Major J. P. JOHNSON,
Assistant Inspector-General, Houston, Tex.:
MAJOR: In compliance with your request, I have the honor to submit the following views in regard to the commercial relations between the Confederate States and the Mexican States bordering on the Rio Grande, with such suggestions as I deem expedient to enable the Government to introduce supplies and export cotton across said river:
By reference to my official report to the assistant adjutant-general of the District of Texas, New Mexico, and Arizona, a copy of which I herewith inclose by your request,* you will see the object I had in view in remaining at Matamoras after the evacuation of Fort Brown by our troops, and the reasons why I deemed it necessary to go to Monterey.
On my arrival at the latter place, I had the pleasure of meeting our agent, Mr. J. A. Qinterro, who introduced me to General Vidaurri, Governor of the States of Nuevo Leon and Cohahuila. He is a gentleman of liberal and extended views, and comprehended at once the great advantages resulting to his States by a continuance of the trade between Texas and Mexico, via Eagle Pass or Piedras Negras, the only port on the Rio Grande where trade can be carried on with safety as long as Brownsville is in possession of the enemy. The Governor is largely interested in a commercial house, and remarked that, in addition to the interest he felt in the success of our cause, and the benefits that his States would derive, his individual interests were sufficient to induce him to extend us every facility and all the protection in his power. He has issued orders prohibiting renegades from the Confederacy from remaining on the border or crossing the Rio Grande without permission from our authorities, and said he would send an additional military force to see that these orders were enforced, and to protect our property in transit. My principal object in seeking an interview with Governor Vidaurri was to see what arrangement could be made in regard to the tariff on goods in transit through his States, so as to determine the practicability of introducing our supplies via Eagle Pass.

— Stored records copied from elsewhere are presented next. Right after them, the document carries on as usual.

use proc_macro2::TokenStream;
use quote::quote;
use syn::{
	parse_macro_input, parse_quote, Attribute, Data, DeriveInput, Field, GenericParam, Generics,
	Ident, LitStr, Path,
};

mod structs;
use structs::derive_struct;
mod enums;
use enums::derive_enum;

/// Derive `Serialize` and `NamedType`.
///
/// * `#[ser_namespace("...")]` on type sets namespace (default empty).
/// * `#[ser_name("...")]` on type sets type name (default the type's ident).
/// * `#[ser_with(Proxy)]` on field serializes it via `Proxy: SerializeWith<FieldType>`.
#[proc_macro_derive(Serialize, attributes(ser_with, ser_namespace, ser_name))]
pub fn serialize(input: proc_macro::TokenStream) -> proc_macro::TokenStream {
	let input = parse_macro_input!(input as DeriveInput);
	serialize_impl(input).into()
}

fn serialize_impl(input: DeriveInput) -> TokenStream {
	let (namespace, type_name) = get_options(&input.attrs, &input.ident);
	let generics = input.generics;
	let generics_for_impl = get_generics(&generics);

	let serialize_impl = match input.data {
		Data::Struct(data) => derive_struct(data, &input.ident, &generics, &generics_for_impl),
		Data::Enum(data) => derive_enum(data, &input.ident, &generics, &generics_for_impl),
		Data::Union(_) => panic!("Deriving `Serialize` on unions not supported"),
	};

	let ident = &input.ident;
	let (impl_generics, type_generics, where_clause) = generics.split_for_impl();

	quote! {
		#serialize_impl

		#[automatically_derived]
		impl #impl_generics ::ser_graph::NamedType for #ident #type_generics #where_clause {
			const NAMESPACE: &'static str = #namespace;
			const TYPE_NAME: &'static str = #type_name;
		}
	}
}

/// Amend generics to add `Serialize` bound to all type params
fn get_generics(generics: &Generics) -> Generics {
	let mut generics_for_impl = generics.clone();
	for param in &mut generics_for_impl.params {
		if let GenericParam::Type(type_param) = param {
			type_param.bounds.push(parse_quote!(::ser_graph::Serialize));
		}
	}
	generics_for_impl
}

/// Parse `#[ser_namespace]` and `#[ser_name]` attributes
fn get_options(attrs: &[Attribute], ident: &Ident) -> (LitStr, LitStr) {
	let mut namespace: Option<LitStr> = None;
	let mut type_name: Option<LitStr> = None;

	for attr in attrs {
		if attr.path.is_ident("ser_namespace") {
			let lit = attr
				.parse_args::<LitStr>()
				.expect("Malformed `ser_namespace` attr. Expected e.g. `#[ser_namespace(\"geometry\")]`");
			if namespace.is_some() {
				panic!("Can only have one `#[ser_namespace]` attribute");
			}
			namespace = Some(lit);
		} else if attr.path.is_ident("ser_name") {
			let lit = attr
				.parse_args::<LitStr>()
				.expect("Malformed `ser_name` attr. Expected e.g. `#[ser_name(\"Point\")]`");
			if type_name.is_some() {
				panic!("Can only have one `#[ser_name]` attribute");
			}
			type_name = Some(lit);
		}
	}

	let namespace = namespace.unwrap_or_else(|| LitStr::new("", ident.span()));
	let type_name = type_name.unwrap_or_else(|| LitStr::new(&ident.to_string(), ident.span()));
	(namespace, type_name)
}

/// Get proxy type from `#[ser_with]` attribute on field
fn get_with(field: &Field) -> Option<Path> {
	let attrs = field
		.attrs
		.iter()
		.filter(|attr| attr.path.is_ident("ser_with"))
		.collect::<Vec<_>>();

	match attrs.len() {
		0 => None,
		1 => Some(
			attrs[0]
				.parse_args::<Path>()
				.expect("`#[ser_with]` needs a path e.g. `#[ser_with(ForeignTypeProxy)]`"),
		),
		_ => panic!("Cannot have more than 1 `#[ser_with]` attribute on a field"),
	}
}

/// Get expression which serializes a field from a reference to it
fn serialize_field(value: TokenStream, field: &Field) -> TokenStream {
	match get_with(field) {
		Some(with) => {
			let ty = &field.ty;
			quote! {
				<#with as ::ser_graph::SerializeWith<#ty>>::serialize_with(#value, ser)?;
			}
		}
		None => quote! {
			::ser_graph::Serialize::serialize(#value, ser)?;
		},
	}
}

/// Get expression which deserializes a field
fn deserialize_field(field: &Field) -> TokenStream {
	let ty = &field.ty;
	match get_with(field) {
		Some(with) => quote! {
			<#with as ::ser_graph::SerializeWith<#ty>>::deserialize_with(de)?
		},
		None => quote! {
			<#ty as ::ser_graph::Serialize>::deserialize(de)?
		},
	}
}
use thiserror::Error;

use crate::TypeIdentifier;

/// Result type used throughout `ser_graph`.
pub type Result<T, E = Error> = std::result::Result<T, E>;

/// Errors produced while registering codecs, serializing or deserializing.
///
/// Every error is terminal for the call which produced it. A partially written
/// or partially consumed buffer cannot be resumed, so the only recovery is to
/// redo the whole top-level call.
#[derive(Error, Debug)]
pub enum Error {
	/// A type identifier read from the wire has no registered codec.
	#[error("no codec registered for {0}")]
	UnrecognizedWireType(TypeIdentifier),

	/// A value being written into a polymorphic slot is not recognized by any
	/// registered codec.
	#[error("cannot determine concrete type of value of Rust type `{type_name}`: no registered codec recognizes it")]
	UnresolvableRuntimeType { type_name: &'static str },

	/// A `Ref` flag named an id which was never assigned, or which has been
	/// assigned but not yet bound to a materialized value.
	#[error("back-reference {id} does not name a materialized value ({assigned} reference ids assigned)")]
	InvalidBackReference { id: u32, assigned: usize },

	/// An operation only reachable through the polymorphic dispatch entry points
	/// was attempted directly.
	#[error("{operation}: the polymorphic codec is only reachable through its dispatch entry points")]
	IllegalDirectInvocation { operation: &'static str },

	/// Flag byte is not one of the 4 reference flags.
	#[error("invalid reference flag byte {0}")]
	InvalidRefFlag(i8),

	#[error("unexpected end of input: needed {needed} bytes at position {pos}, {remaining} remaining")]
	UnexpectedEof {
		pos: usize,
		needed: usize,
		remaining: usize,
	},

	#[error("malformed variable-length integer at position {pos}")]
	InvalidVarInt { pos: usize },

	#[error("invalid UTF-8 in string: {0}")]
	InvalidUtf8(#[from] std::str::Utf8Error),

	#[error("invalid char code point {0:#x}")]
	InvalidChar(u32),

	#[error("meta string back-reference {index} out of range ({len} strings interned)")]
	InvalidMetaString { index: u32, len: usize },

	/// A statically typed slot found a value of another type.
	#[error("type mismatch: expected {expected}, found {found}")]
	TypeMismatch { expected: String, found: String },

	#[error("unexpected null for non-optional `{type_name}`")]
	UnexpectedNull { type_name: &'static str },

	/// A statically typed slot needs a codec for a Rust type which was never
	/// registered.
	#[error("Rust type `{type_name}` has no registered codec")]
	UnregisteredType { type_name: &'static str },

	#[error("{0} is already registered")]
	DuplicateRegistration(TypeIdentifier),

	#[error("type id {id} is reserved")]
	ReservedTypeId { id: i16 },

	#[error("invalid variant index {index} for enum `{type_name}`")]
	InvalidEnumVariant { type_name: &'static str, index: u32 },

	#[error("nesting depth exceeded limit of {max_depth}")]
	DepthLimitExceeded { max_depth: usize },

	/// A shared value was mutably borrowed elsewhere while being written.
	#[error("value of type `{type_name}` is mutably borrowed")]
	ValueBorrowed { type_name: &'static str },
}

impl Error {
	pub(crate) fn type_mismatch(expected: impl ToString, found: impl ToString) -> Self {
		Error::TypeMismatch {
			expected: expected.to_string(),
			found: found.to_string(),
		}
	}
}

You are perhaps aware that the Mexican revenue laws protect every article manufactured within the Republic by imposing a tariff amounting to a prohibition. For instance, on hats the duty is &2.68, regardless of cost, which would render the procurement of this article through Mexico impracticable, and hence rendered a compromise necessary. After a lengthy and thorough discussion of this question with the Governor and Mr. Sombrauno, collector of customs, it was agreed between us that all goods in transit destined for Texas should not be subject to a tax exceeding 25 per cent., or one-fourth the established revenue, and that, if the trade would justify it, a further reduction should be made. Regarding this a favorable compromise for the Government, and the best that could be made under the circumstances, I ordered the supplies that were then at Matamoras intended for the army to be forwarded to Eagle Pass immediately.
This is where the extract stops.